About Clhyo
Group Leaders: Filippo De Angelis & Simona Fantacci
Scientific and technological research and development is the engine of the “green revolution” which is driving the world economy towards a sustainable growth on a grand scale. Renewable energy sources and low cost devices which use high technology and smart materials for specific functions, are topics of great relevance for academic and industrial research. A global challenge is to capture and use solar energy for a sustainable development and to use the produced energy for low-cost, low-consumption lighting solutions. In this respect, Dye-Sensitized Solar cells (DSCs), Perovskite Solar Cells (PSCs) and Organic Light-Emitting Diodes (OLED) represent valuable examples of both technologies, that can also be integrated into a unique photonic device. Moreover, efficient non linear optical chromophores can be integrated into bulk materials employed in photonic and electro-optical devices, telecommunications, and optical data storage and processing, further expanding the aim and scope of photonic devices.

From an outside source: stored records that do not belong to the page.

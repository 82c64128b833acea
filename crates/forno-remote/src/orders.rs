//! Order submission and tracking.
//!
//! `submit` is the checkout path: validate locally, hand the cart's
//! snapshot to the remote store as one atomic create, and only then clear
//! the cart. A failed create leaves the cart exactly as it was.

use std::sync::Arc;

use forno_cart::CartEngine;
use forno_core::errors::{OrderError, RemoteError};
use forno_core::types::order::{
    DeliveryAddress, Order, OrderStatus, OrderStatusEntry, PaymentMethod,
};
use forno_storage::store::now_millis;
use forno_storage::{keys, LocalStore};
use tracing::{info, warn};

use crate::store::{NewOrder, RemoteStore};

const FALLBACK_EMAIL: &str = "no-email@example.com";

/// Customer-entered checkout form. Everything except email, notes, and
/// coordinates is required.
#[derive(Debug, Clone)]
pub struct CreateOrderRequest {
    pub customer_name: String,
    pub customer_phone: String,
    pub customer_email: Option<String>,
    pub street: String,
    pub city: String,
    pub zip: String,
    pub coordinates: Option<(f64, f64)>,
    pub order_notes: Option<String>,
    pub payment_method: PaymentMethod,
}

impl CreateOrderRequest {
    /// Reject blank required fields before any remote call is made.
    /// Whitespace-only input counts as blank.
    fn validate(&self) -> Result<(), OrderError> {
        for (field, value) in [
            ("customer_name", &self.customer_name),
            ("customer_phone", &self.customer_phone),
            ("street", &self.street),
            ("city", &self.city),
        ] {
            if value.trim().is_empty() {
                return Err(OrderError::MissingField { field });
            }
        }
        Ok(())
    }
}

pub struct OrderService {
    remote: Arc<dyn RemoteStore>,
    store: Option<Arc<LocalStore>>,
}

impl OrderService {
    pub fn new(remote: Arc<dyn RemoteStore>) -> Self {
        Self {
            remote,
            store: None,
        }
    }

    /// Service that also records the ordering phone number locally, so
    /// the tracking screen can prefill it next launch.
    pub fn with_store(remote: Arc<dyn RemoteStore>, store: Arc<LocalStore>) -> Self {
        Self {
            remote,
            store: Some(store),
        }
    }

    /// Place an order from the cart's current contents. On success the
    /// cart is cleared and the order returned; on any failure the cart is
    /// untouched.
    pub fn submit(
        &self,
        cart: &mut CartEngine,
        request: &CreateOrderRequest,
    ) -> Result<Order, OrderError> {
        request.validate()?;
        if cart.is_empty() {
            return Err(OrderError::EmptyCart);
        }

        let totals = cart.totals();
        let new_order = NewOrder {
            order_number: format!("BBP-{}", now_millis()),
            customer_name: request.customer_name.trim().to_string(),
            customer_email: request
                .customer_email
                .as_deref()
                .map(str::trim)
                .filter(|e| !e.is_empty())
                .unwrap_or(FALLBACK_EMAIL)
                .to_string(),
            customer_phone: request.customer_phone.trim().to_string(),
            delivery_address: DeliveryAddress {
                street: request.street.trim().to_string(),
                city: request.city.trim().to_string(),
                zip: request.zip.trim().to_string(),
                coordinates: request.coordinates,
            },
            order_notes: request.order_notes.clone(),
            payment_method: request.payment_method,
            subtotal: totals.subtotal,
            tax_amount: totals.tax,
            delivery_fee: totals.delivery_fee,
            total_amount: totals.total,
            items: cart.order_items(),
        };

        let order = self.remote.create_order(&new_order)?;
        info!(
            order_number = %order.order_number,
            total = order.total_amount,
            "order placed"
        );

        cart.clear();
        if let Some(store) = &self.store {
            if let Err(e) = store.put_raw(keys::LAST_ORDER_PHONE, &order.customer_phone) {
                warn!(error = %e, "failed to record last order phone");
            }
        }
        Ok(order)
    }

    /// Orders placed from a phone number, newest first. Degrades to empty
    /// when the remote store is down.
    pub fn orders_for(&self, phone: &str) -> Vec<Order> {
        match self.remote.orders_by_phone(phone) {
            Ok(rows) => rows,
            Err(e) => {
                warn!(error = %e, "failed to load orders");
                Vec::new()
            }
        }
    }

    /// Status timeline for one order, oldest first.
    pub fn history(&self, order_id: &str) -> Vec<OrderStatusEntry> {
        match self.remote.status_history(order_id) {
            Ok(rows) => rows,
            Err(e) => {
                warn!(error = %e, "failed to load status history");
                Vec::new()
            }
        }
    }

    /// Phone number recorded with the most recent successful order, if a
    /// local store is attached and the key survives.
    pub fn last_order_phone(&self) -> Option<String> {
        let store = self.store.as_ref()?;
        match store.get_raw(keys::LAST_ORDER_PHONE) {
            Ok(value) => value,
            Err(e) => {
                warn!(error = %e, "failed to read last order phone");
                None
            }
        }
    }

    /// Append a status transition. Kitchen-side operation; the storefront
    /// itself only ever reads.
    pub fn record_status(
        &self,
        order_id: &str,
        status: OrderStatus,
        notes: Option<&str>,
        created_by: &str,
    ) -> Result<(), RemoteError> {
        self.remote
            .update_order_status(order_id, status, notes, created_by)
    }
}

The main research topic of our group deals with the use of theoretical simulations to the study of materials and processed in DSC, PSCs, OLEDs and optoelectronic devices in general, as examples of the “green revolution” which is driving the world economy towards a sustainable growth on a grand scale. To solve this very challenging issue, we have over time set up an integrated computational strategy based on a combination of different codes and techniques rooted on Density Functional Theory (DFT), Time-Dependent DFT and GW methods incorporating relativistic effects.

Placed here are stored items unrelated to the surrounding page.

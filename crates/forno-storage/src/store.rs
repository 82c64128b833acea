//! `LocalStore`: the SQLite-backed key-value store.
//!
//! The in-memory state held by callers (cart, profile) is authoritative;
//! this store is a mirror. Reads are tolerant: a missing key or a value
//! that fails to deserialize both come back as `None`, never as an error
//! the caller has to handle.

use std::path::Path;
use std::sync::{Arc, Mutex};
use std::time::{SystemTime, UNIX_EPOCH};

use forno_core::errors::StorageError;
use rusqlite::Connection;
use serde::de::DeserializeOwned;
use serde::Serialize;
use tracing::warn;

use crate::queries;

/// The local key-value store. Single connection behind a mutex; all
/// access is from the one UI thread plus the save writer.
pub struct LocalStore {
    conn: Mutex<Connection>,
}

impl LocalStore {
    /// Open a file-backed store at the given path. Creates the kv table
    /// and enables WAL.
    pub fn open(path: &Path) -> Result<Arc<Self>, StorageError> {
        let conn = Connection::open(path)
            .map_err(|e| StorageError::SqliteError { message: e.to_string() })?;
        conn.pragma_update(None, "journal_mode", "WAL")
            .map_err(|e| StorageError::SqliteError { message: e.to_string() })?;
        queries::kv::create_table(&conn)?;
        Ok(Arc::new(Self {
            conn: Mutex::new(conn),
        }))
    }

    /// Open an in-memory store (for testing).
    pub fn open_in_memory() -> Result<Arc<Self>, StorageError> {
        let conn = Connection::open_in_memory()
            .map_err(|e| StorageError::SqliteError { message: e.to_string() })?;
        queries::kv::create_table(&conn)?;
        Ok(Arc::new(Self {
            conn: Mutex::new(conn),
        }))
    }

    /// Raw read. Missing key → `Ok(None)`.
    pub fn get_raw(&self, key: &str) -> Result<Option<String>, StorageError> {
        let conn = self.conn.lock().map_err(|_| StorageError::Poisoned)?;
        queries::kv::get(&conn, key)
    }

    /// Raw upsert with the current wall-clock timestamp.
    pub fn put_raw(&self, key: &str, value: &str) -> Result<(), StorageError> {
        let conn = self.conn.lock().map_err(|_| StorageError::Poisoned)?;
        queries::kv::put(&conn, key, value, now_millis())
    }

    /// Delete a key. Absent keys are a no-op.
    pub fn delete(&self, key: &str) -> Result<(), StorageError> {
        let conn = self.conn.lock().map_err(|_| StorageError::Poisoned)?;
        queries::kv::delete(&conn, key)
    }

    /// Number of stored keys.
    pub fn count(&self) -> Result<i64, StorageError> {
        let conn = self.conn.lock().map_err(|_| StorageError::Poisoned)?;
        queries::kv::count(&conn)
    }

    /// Tolerant typed read: missing key, storage failure, or malformed
    /// value all yield `None`. Corruption is logged and treated as "no data".
    pub fn get_json<T: DeserializeOwned>(&self, key: &str) -> Option<T> {
        let raw = match self.get_raw(key) {
            Ok(raw) => raw?,
            Err(e) => {
                warn!(key, error = %e, "local read failed; treating as absent");
                return None;
            }
        };
        match serde_json::from_str(&raw) {
            Ok(value) => Some(value),
            Err(e) => {
                warn!(key, error = %e, "malformed stored value; treating as absent");
                None
            }
        }
    }

    /// Typed upsert.
    pub fn put_json<T: Serialize>(&self, key: &str, value: &T) -> Result<(), StorageError> {
        let raw = serde_json::to_string(value)
            .map_err(|e| StorageError::Serialization { message: e.to_string() })?;
        self.put_raw(key, &raw)
    }
}

/// Current wall clock in milliseconds since the epoch.
pub fn now_millis() -> i64 {
    SystemTime::now()
        .duration_since(UNIX_EPOCH)
        .map(|d| d.as_millis() as i64)
        .unwrap_or(0)
}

In molecular and material science, modeling and computer simulation have gained a central role thanks to the exponential growth of computing. Nowadays high-performance computers permit the theoretical study of systems of large dimensions and increasing complexity with unprecedented accuracy and molecular modeling is currently employed for (i) understanding the properties of materials at the atomistic and molecular level; (ii) identifying and rationalizing the fundamental chemical processes which mimic complex environments such as surfaces and heterointerfaces; (iii) guiding the synthesis and production of new materials via molecular design; (iv) designing and optimizing nanosystems for a variety of applications ranging from electronics to energy conversion and storage to the development of materials with specific target properties.
Our group has set up over time an integrated computational strategy based on a combination of different codes and techniques rooted on Density Functional Theory (DFT) in the study of solar energy devices. The interplay between theory and experiments has guided our own research in the last few years, thanks to the solid collaboration with Md. K. Nazeeruddin and M. Grätzel, both at EPFL, Switzerland. While theoretical and computational advances constitute the basis for successful simulation of complex systems, such as DSC, it is only by the continuous exchange of ideas and information between theory and experiment that we expect substantial impulse and new ideas able to revolutionize the field of Dye-Sensitized Solar Cells.